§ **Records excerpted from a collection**

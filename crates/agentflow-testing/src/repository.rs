//! In-memory implementations of the four repository traits
//! (`agentflow_types::repository`), backed by `DashMap` rather than a
//! database — what a test suite wires up in place of the production store
//! the orchestration core never implements itself (spec.md §1 Deliberately
//! out of scope, §6 Repository interface).

use std::sync::Arc;

use agentflow_types::{
    Credential, CoreError, CredentialRepository, Message, MessageCompletionInput, MessageErrorInfo,
    MessageId, MessagePart, MessagePartRepository, MessageRepository, PartContent, PartId,
    PartStatus, Result, Session, SessionId, SessionRepository, SessionStatsDelta, UserId,
};
use async_trait::async_trait;
use chrono::Utc;
use dashmap::DashMap;

#[derive(Debug, Clone, Default)]
pub struct InMemorySessionRepository {
    sessions: Arc<DashMap<SessionId, Session>>,
}

impl InMemorySessionRepository {
    pub fn new() -> Self {
        Self::default()
    }

    pub fn get(&self, id: SessionId) -> Option<Session> {
        self.sessions.get(&id).map(|entry| entry.clone())
    }
}

#[async_trait]
impl SessionRepository for InMemorySessionRepository {
    async fn get_or_throw(&self, id: SessionId) -> Result<Session> {
        self.sessions.get(&id).map(|entry| entry.clone()).ok_or(CoreError::SessionNotFound(id))
    }

    async fn create(&self, session: Session) -> Result<()> {
        self.sessions.insert(session.id, session);
        Ok(())
    }

    async fn update_stats(&self, id: SessionId, delta: SessionStatsDelta) -> Result<()> {
        if let Some(mut session) = self.sessions.get_mut(&id) {
            if let Some(count) = delta.message_count {
                session.message_count += count;
            }
            if let Some(cost) = delta.cost {
                session.total_cost += cost;
            }
            if let Some(input) = delta.tokens_input {
                session.total_input_tokens += input;
            }
            if let Some(output) = delta.tokens_output {
                session.total_output_tokens += output;
            }
            session.updated_at = Utc::now();
        }
        Ok(())
    }
}

#[derive(Debug, Clone, Default)]
pub struct InMemoryMessageRepository {
    messages: Arc<DashMap<MessageId, Message>>,
}

impl InMemoryMessageRepository {
    pub fn new() -> Self {
        Self::default()
    }

    pub fn get(&self, id: MessageId) -> Option<Message> {
        self.messages.get(&id).map(|entry| entry.clone())
    }
}

#[async_trait]
impl MessageRepository for InMemoryMessageRepository {
    async fn create(&self, message: Message) -> Result<()> {
        self.messages.insert(message.id, message);
        Ok(())
    }

    async fn complete(&self, id: MessageId, completion: MessageCompletionInput) -> Result<()> {
        if let Some(mut message) = self.messages.get_mut(&id) {
            message.complete(agentflow_types::MessageCompletion {
                finish_reason: agentflow_types::FinishReason::normalize(&completion.finish_reason),
                input_tokens: completion.tokens_input,
                output_tokens: completion.tokens_output,
                cost: completion.cost,
            });
        }
        Ok(())
    }

    async fn set_error(&self, id: MessageId, error: MessageErrorInfo) -> Result<()> {
        if let Some(mut message) = self.messages.get_mut(&id) {
            message.set_error(error.error_type, error.message);
        }
        Ok(())
    }

    async fn list_by_session(&self, session_id: SessionId) -> Result<Vec<Message>> {
        let mut found: Vec<Message> = self
            .messages
            .iter()
            .filter(|entry| entry.session_id == session_id)
            .map(|entry| entry.clone())
            .collect();
        found.sort_by_key(|message| message.created_at);
        Ok(found)
    }
}

#[derive(Debug, Clone, Default)]
pub struct InMemoryMessagePartRepository {
    parts: Arc<DashMap<PartId, MessagePart>>,
}

impl InMemoryMessagePartRepository {
    pub fn new() -> Self {
        Self::default()
    }
}

#[async_trait]
impl MessagePartRepository for InMemoryMessagePartRepository {
    async fn create(&self, part: MessagePart) -> Result<()> {
        self.parts.insert(part.id, part);
        Ok(())
    }

    async fn list_by_message(&self, message_id: MessageId) -> Result<Vec<MessagePart>> {
        let mut found: Vec<MessagePart> = self
            .parts
            .iter()
            .filter(|entry| entry.message_id == message_id)
            .map(|entry| entry.clone())
            .collect();
        found.sort_by_key(|part| part.order);
        Ok(found)
    }

    async fn update_content(&self, id: PartId, content: PartContent) -> Result<()> {
        if let Some(mut part) = self.parts.get_mut(&id) {
            part.content = content;
            part.updated_at = Utc::now();
        }
        Ok(())
    }

    async fn update_tool_status(&self, id: PartId, status: PartStatus) -> Result<()> {
        if let Some(mut part) = self.parts.get_mut(&id) {
            part.status = status;
            part.updated_at = Utc::now();
        }
        Ok(())
    }
}

#[derive(Debug, Clone, Default)]
pub struct InMemoryCredentialRepository {
    credentials: Arc<DashMap<(UserId, String), Credential>>,
}

impl InMemoryCredentialRepository {
    pub fn new() -> Self {
        Self::default()
    }

    pub fn seed(&self, user_id: impl Into<UserId>, vendor: impl Into<String>, credential: Credential) {
        self.credentials.insert((user_id.into(), vendor.into()), credential);
    }
}

#[async_trait]
impl CredentialRepository for InMemoryCredentialRepository {
    async fn list(&self, user_id: &UserId) -> Result<Vec<(String, Credential)>> {
        Ok(self
            .credentials
            .iter()
            .filter(|entry| &entry.key().0 == user_id)
            .map(|entry| (entry.key().1.clone(), entry.value().clone()))
            .collect())
    }

    async fn get(&self, user_id: &UserId, vendor: &str) -> Result<Option<Credential>> {
        Ok(self.credentials.get(&(user_id.clone(), vendor.to_string())).map(|entry| entry.clone()))
    }

    async fn update(&self, user_id: &UserId, vendor: &str, credential: Credential) -> Result<()> {
        self.credentials.insert((user_id.clone(), vendor.to_string()), credential);
        Ok(())
    }
}

#[cfg(test)]
mod tests {
    use super::*;
    use agentflow_types::{Role, TextPart};
    use uuid::Uuid;

    #[tokio::test]
    async fn session_get_or_throw_errors_when_missing() {
        let repo = InMemorySessionRepository::new();
        let result = repo.get_or_throw(Uuid::new_v4()).await;
        assert!(matches!(result, Err(CoreError::SessionNotFound(_))));
    }

    #[tokio::test]
    async fn session_update_stats_accumulates() {
        let repo = InMemorySessionRepository::new();
        let session = Session::new(Uuid::new_v4(), "general", "anthropic", "claude-sonnet-4", None);
        let id = session.id;
        repo.create(session).await.unwrap();
        repo.update_stats(id, SessionStatsDelta { message_count: Some(2), cost: Some(0.01), tokens_input: Some(10), tokens_output: Some(5) }).await.unwrap();
        repo.update_stats(id, SessionStatsDelta { cost: Some(0.02), ..Default::default() }).await.unwrap();
        let session = repo.get_or_throw(id).await.unwrap();
        assert_eq!(session.message_count, 2);
        assert!((session.total_cost - 0.03).abs() < 1e-9);
    }

    #[tokio::test]
    async fn message_list_by_session_is_ordered_by_creation() {
        let repo = InMemoryMessageRepository::new();
        let session_id = Uuid::new_v4();
        let first = Message::new(session_id, Role::User, None, "anthropic", "claude-sonnet-4", "general");
        let second = Message::new(session_id, Role::Assistant, Some(first.id), "anthropic", "claude-sonnet-4", "general");
        repo.create(first.clone()).await.unwrap();
        repo.create(second.clone()).await.unwrap();
        let listed = repo.list_by_session(session_id).await.unwrap();
        assert_eq!(listed.len(), 2);
        assert_eq!(listed[0].id, first.id);
        assert_eq!(listed[1].id, second.id);
    }

    #[tokio::test]
    async fn part_repository_round_trips_content_updates() {
        let repo = InMemoryMessagePartRepository::new();
        let message_id = Uuid::new_v4();
        let part = MessagePart::new(message_id, 0, PartContent::Text(TextPart { text: "a".to_string() }));
        let part_id = part.id;
        repo.create(part).await.unwrap();
        repo.update_content(part_id, PartContent::Text(TextPart { text: "ab".to_string() })).await.unwrap();
        let listed = repo.list_by_message(message_id).await.unwrap();
        match &listed[0].content {
            PartContent::Text(text) => assert_eq!(text.text, "ab"),
            _ => panic!("expected text part"),
        }
    }

    #[tokio::test]
    async fn credential_repository_update_then_get() {
        let repo = InMemoryCredentialRepository::new();
        repo.update(&"user-1".to_string(), "anthropic", Credential::ApiKey("sk-1".to_string())).await.unwrap();
        let fetched = repo.get(&"user-1".to_string(), "anthropic").await.unwrap();
        assert!(matches!(fetched, Some(Credential::ApiKey(key)) if key == "sk-1"));
    }
}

§ **Exercise**
Which lines in the records above contain the word "SessionStatsDelta"? Copy each one.

§ **Reply**
    PartStatus, Result, Session, SessionId, SessionRepository, SessionStatsDelta, UserId,
    async fn update_stats(&self, id: SessionId, delta: SessionStatsDelta) -> Result<()> {
        repo.update_stats(id, SessionStatsDelta { message_count: Some(2), cost: Some(0.01), tokens_input: Some(10), tokens_output: Some(5) }).await.unwrap();
        repo.update_stats(id, SessionStatsDelta { cost: Some(0.02), ..Default::default() }).await.unwrap();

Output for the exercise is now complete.